Work to be completed - Scan the entries below and return each line that contains "match".

********

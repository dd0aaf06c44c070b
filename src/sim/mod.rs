//! Deterministic simulation module
//!
//! All gameplay logic lives here. This module must be pure and deterministic:
//! - Seeded RNG only
//! - Stable iteration order (by entity ID)
//! - No audio, rendering or platform dependencies; side effects are
//!   reported as [`GameEvent`]s

pub mod ai;
pub mod arena;
pub mod bullet;
pub mod level;
pub mod missile;
pub mod powerup;
pub mod rect;
pub mod state;
pub mod tank;
pub mod tick;
pub mod weapons;

pub use ai::{AiBrain, AiState};
pub use arena::{Eagle, Obstacle};
pub use bullet::{Bullet, Payload};
pub use level::{LevelReport, ObstacleLayout, PlayerReport, Progress};
pub use missile::{LockState, StrayMissile};
pub use powerup::{PowerUp, PowerUpKind};
pub use rect::Rect;
pub use state::{
    EntityId, GameEvent, GameOverReason, GamePhase, GameState, KillMethod, Owner, PlayerRecord,
    PlayerSlot, TankRole, Target,
};
pub use tank::{PrimaryEffect, ShotgunMode, StatusEffects, Tank};
pub use tick::{Aim, PlayerInput, TickInput, tick};
/// Build the report for the level just played
fn level_report(state: &GameState, time_bonus: u64) -> LevelReport {
    let players = PlayerSlot::ALL.map(|slot| {
        let record = state.record(slot);
        PlayerReport { score: record.score, kills: record.kills, lives: record.lives }
    });
    LevelReport {
        level: state.progress.level,
        kills: state.progress.level_kills,
        kill_target: state.progress.kill_target(),
        elapsed: state.progress.level_elapsed,
        time_bonus,
        level_score: state.progress.team_score - state.progress.level_start_score,
        team_score: state.progress.team_score,
        eagle_health: state.eagle.health,
        players,
    }
}

/// Time bonus for finishing in `elapsed` seconds, floored at zero
pub fn time_bonus(config: &GameConfig, elapsed: f32) -> u64 {
    let remaining = config.scoring.target_level_time - elapsed;
    (remaining * config.scoring.time_bonus_per_second).max(0.0).floor() as u64
}

/// Leave `Playing` once the kill target is met. Returns true on transition.
pub fn check_level_complete(state: &mut GameState) -> bool {
    if state.phase != GamePhase::Playing || state.progress.level_kills < state.progress.kill_target() {
        return false;
    }
    let bonus = time_bonus(&state.config, state.progress.level_elapsed);
    state.progress.team_score += bonus;
    let report = level_report(state, bonus);
    state.sound(SoundEffect::LevelComplete);

    if state.progress.level < state.config.max_level {
        log::info!(
            "Level {} complete in {:.1}s, bonus {}",
            report.level,
            report.elapsed,
            report.time_bonus
        );
        state.phase = GamePhase::LevelComplete;
        state.emit(GameEvent::LevelComplete(report));
    } else {
        log::info!("Final level cleared, team score {}", report.team_score);
        state.phase = GamePhase::Victory;
        state.emit(GameEvent::Music(None));
        state.emit(GameEvent::Victory(report));
    }
    true
}

/// Advance from `LevelComplete` into the next level: clear transient
/// entities, lay out a fresh map, and send both players back to base
pub fn next_level(state: &mut GameState) {
    if state.phase != GamePhase::LevelComplete {
        return;
    }
    let config = Arc::clone(&state.config);

    state.progress.level += 1;
    state.progress.level_kills = 0;
    state.progress.level_elapsed = 0.0;
    state.progress.level_start_score = state.progress.team_score;
    state.progress.current = config.level(state.progress.level);

    state.enemies.clear();
    state.bullets.clear();
    state.missiles.clear();
    state.power_ups.clear();
    state.eagle_shield = None;
    state.enemy_spawn_timer = 0.0;
    state.power_up_timer = 0.0;

    let layout = ObstacleLayout::random(&mut state.rng);
    state.obstacles = layout.build(&config, state.eagle.pos);

    for slot in PlayerSlot::ALL {
        // A tank that died on the completing frame comes back free of charge
        if state.player(slot).is_some_and(|tank| !tank.alive) {
            state.deploy_player(slot);
            state.records[slot.index()].respawn_timer = None;
            continue;
        }
        let spawn = state.spawn_point(slot);
        if let Some(tank) = state.player_mut(slot) {
            tank.pos = spawn;
            tank.velocity = Vec2::ZERO;
            tank.health = tank.max_health;
            tank.invulnerable = config.player.invulnerability;
            tank.reset_all_effects();
        }
    }

    state.phase = GamePhase::Playing;
    log::info!(
        "Level {} started with {:?} layout, target {} kills",
        state.progress.level,
        layout,
        state.progress.kill_target()
    );
}
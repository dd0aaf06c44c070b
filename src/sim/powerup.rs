//! Power-ups: corner spawning, lifetime, pickup and effect application

use std::sync::Arc;

use glam::Vec2;
use rand::Rng;
use serde::{Deserialize, Serialize};

use super::rect::Rect;
use super::state::{GameState, PlayerSlot};
use crate::audio::SoundEffect;
use crate::config::PowerUpConfig;

/// Power-up types
#[derive(Debug, Clone, Copy, PartialEq, Eq, Hash, Serialize, Deserialize)]
#[serde(rename_all = "snake_case")]
pub enum PowerUpKind {
    Health,
    Speed,
    Explosive,
    Invincible,
    Shotgun,
    Life,
    Thunder,
    EagleShield,
    ChainBullet,
    MegaShotgun,
    BulletSpeed,
    StrayMissiles,
}

impl PowerUpKind {
    pub const ALL: [PowerUpKind; 12] = [
        PowerUpKind::Health,
        PowerUpKind::Speed,
        PowerUpKind::Explosive,
        PowerUpKind::Invincible,
        PowerUpKind::Shotgun,
        PowerUpKind::Life,
        PowerUpKind::Thunder,
        PowerUpKind::EagleShield,
        PowerUpKind::ChainBullet,
        PowerUpKind::MegaShotgun,
        PowerUpKind::BulletSpeed,
        PowerUpKind::StrayMissiles,
    ];

    pub fn random<R: Rng + ?Sized>(rng: &mut R) -> Self {
        Self::ALL[rng.random_range(0..Self::ALL.len())]
    }

    /// Sound played on pickup
    pub fn pickup_sound(self) -> SoundEffect {
        match self {
            PowerUpKind::Health | PowerUpKind::Life => SoundEffect::HealthPickup,
            PowerUpKind::Invincible | PowerUpKind::EagleShield => SoundEffect::Shield,
            PowerUpKind::Speed => SoundEffect::PowerUp,
            _ => SoundEffect::WeaponPickup,
        }
    }
}

/// A pickup lying on the map
#[derive(Debug, Clone, Serialize, Deserialize)]
pub struct PowerUp {
    pub pos: Vec2,
    pub kind: PowerUpKind,
    pub radius: f32,
    /// Seconds until it vanishes
    pub life: f32,
    pub collected: bool,
}

impl PowerUp {
    pub fn new(pos: Vec2, kind: PowerUpKind, config: &PowerUpConfig) -> Self {
        Self { pos, kind, radius: config.radius, life: config.lifetime, collected: false }
    }

    /// Age the pickup. Returns false once it should be removed.
    pub fn update(&mut self, dt: f32) -> bool {
        self.life -= dt;
        !self.collected && self.life > 0.0
    }

    pub fn bounds(&self) -> Rect {
        Rect::around(self.pos, self.radius)
    }
}

/// The four fixed spawn points, one per corner
pub fn spawn_corners(arena: Vec2) -> [Vec2; 4] {
    [
        Vec2::new(50.0, 50.0),
        Vec2::new(arena.x - 50.0, 50.0),
        Vec2::new(50.0, arena.y - 100.0),
        Vec2::new(arena.x - 50.0, arena.y - 100.0),
    ]
}

/// Drop a random power-up on a random corner. The spawn is skipped when the
/// map is full or the chosen corner sits against an obstacle.
pub fn spawn(state: &mut GameState) {
    let config = Arc::clone(&state.config);
    if state.power_ups.len() >= config.power_ups.max_active {
        return;
    }
    let corners = spawn_corners(state.arena_size());
    let corner = corners[state.rng.random_range(0..corners.len())];
    let kind = PowerUpKind::random(&mut state.rng);

    let blocked = state
        .obstacles
        .iter()
        .any(|o| o.is_solid() && o.rect.inflate(config.power_ups.spawn_margin).contains(corner));
    if blocked {
        log::debug!("Power-up spawn at {corner} blocked");
        return;
    }
    log::debug!("Power-up {kind:?} spawned at {corner}");
    state.power_ups.push(PowerUp::new(corner, kind, &config.power_ups));
}

/// Age pickups, drop expired ones, and hand the rest to any living player
/// touching them (player one checked first)
pub fn update_and_collect(state: &mut GameState, dt: f32) {
    let touching: Vec<(PlayerSlot, Rect)> = state
        .players
        .iter()
        .flatten()
        .filter(|t| t.alive)
        .filter_map(|t| t.slot().map(|slot| (slot, t.bounds())))
        .collect();

    let mut collected = Vec::new();
    state.power_ups.retain_mut(|power_up| {
        if !power_up.update(dt) {
            return false;
        }
        let bounds = power_up.bounds();
        match touching.iter().find(|(_, rect)| rect.overlaps(&bounds)) {
            Some((slot, _)) => {
                power_up.collected = true;
                collected.push((*slot, power_up.kind));
                false
            }
            None => true,
        }
    });

    for (slot, kind) in collected {
        apply(state, slot, kind);
    }
}

/// Apply a power-up's effect on behalf of `slot`
pub fn apply(state: &mut GameState, slot: PlayerSlot, kind: PowerUpKind) {
    let config = Arc::clone(&state.config);
    let effects = &config.power_ups;
    let tank = state.players[slot.index()].as_mut();

    match (kind, tank) {
        (PowerUpKind::Life, _) => {
            let record = &mut state.records[slot.index()];
            if record.lives < config.player.max_lives {
                record.lives += 1;
            }
        }
        (PowerUpKind::EagleShield, _) => {
            state.eagle_shield = Some(effects.eagle_shield_duration);
            log::info!("Eagle shield up for {}s", effects.eagle_shield_duration);
        }
        (_, None) => return,
        (PowerUpKind::Health, Some(tank)) => tank.heal(effects.heal_amount),
        (PowerUpKind::Speed, Some(tank)) => {
            tank.add_speed_boost(effects.speed.multiplier, effects.speed.duration)
        }
        (PowerUpKind::Explosive, Some(tank)) => tank.add_explosive_ammo(effects.explosive.duration),
        (PowerUpKind::Invincible, Some(tank)) => tank.add_invincibility(effects.invincible_duration),
        (PowerUpKind::Shotgun, Some(tank)) => tank.add_shotgun_ammo(effects.shotgun_duration),
        (PowerUpKind::Thunder, Some(tank)) => tank.add_thunder_bullet(),
        (PowerUpKind::ChainBullet, Some(tank)) => tank.add_chain_bullet(),
        (PowerUpKind::MegaShotgun, Some(tank)) => tank.add_mega_shotgun(),
        (PowerUpKind::BulletSpeed, Some(tank)) => tank.add_bullet_speed_boost(effects.bullet_speed_duration),
        (PowerUpKind::StrayMissiles, Some(tank)) => {
            tank.add_stray_missiles(effects.stray_missiles.amount, effects.stray_missiles.max_capacity)
        }
    }
    state.sound(kind.pickup_sound());
}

********

Written solution -
        match self {
        match touching.iter().find(|(_, rect)| rect.overlaps(&bounds)) {
    match (kind, tank) {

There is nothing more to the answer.